Smoking and drinking during pregnancy

Smoking and drinking during pregnancy (Photo credit: Wikipedia)

It’s a beautiful fall day in 1973, sunshine pouring through the campus medical office window where Lara sits with her back straight, hands folded primly in her lap, waiting for her examination results.

“You are definitely pregnant”, the doctor tells her.  “Four or five weeks along.  Do you know what you want to do about this?”

Do?  Lara tries to clear her head and imagine what exactly people are expected to do in this kind of situation.  Cry?  Throw a party?  Why does the doctor care what she’s going to do?

“Was this pregnancy planned?  Is your husband going to be okay with it?”

No, not planned, Lara tells her.  Not discussed, not anticipated.  Big surprise, really.  So much for the diaphragm as birth control.  Throwing that out now I guess.  Stupid thing.  They stare at each other for a moment in silence.

“If you decide to terminate this pregnancy, it’s best to do it now.  You will need to let me know as soon as possible so we can make the arrangements”

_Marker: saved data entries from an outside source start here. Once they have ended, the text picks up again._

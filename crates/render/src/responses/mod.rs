//! Resource types with their own response formats.
//!
//! - [`hal`] - HAL resources with links and embedded resources
//! - [`problem`] - Problem Details documents

pub mod hal;
pub mod problem;

pub use hal::{Hal, HalLink};
pub use problem::ApiProblem;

Lara’s heart thuds and she moves her clasped hands up across her belly.  An abortion, that’s the option Lara is supposed to be considering, and immediately she knows that for her it isn’t an option at all.

“Oh God, no, I’m really happy about this!”  She supposes the doctor can be forgiven for not figuring out that her shell-shocked expression is an indication of joy.  And if Stan isn’t thrilled with the news that he’s going to be a parent before his university semester is over, oh well.  Lara decides she won’t dwell on that.

Because it doesn’t matter.  She is going to have this baby.  The doctor gives her a huge smile, as if to say she’s made the right decision, and tells her to come back and see her in a month.

When Stan picks her up ten minutes later he doesn’t even ask.  Laras beaming face tells him everything he needs to know.

(This is in response to this weeks Trifecta Challenge)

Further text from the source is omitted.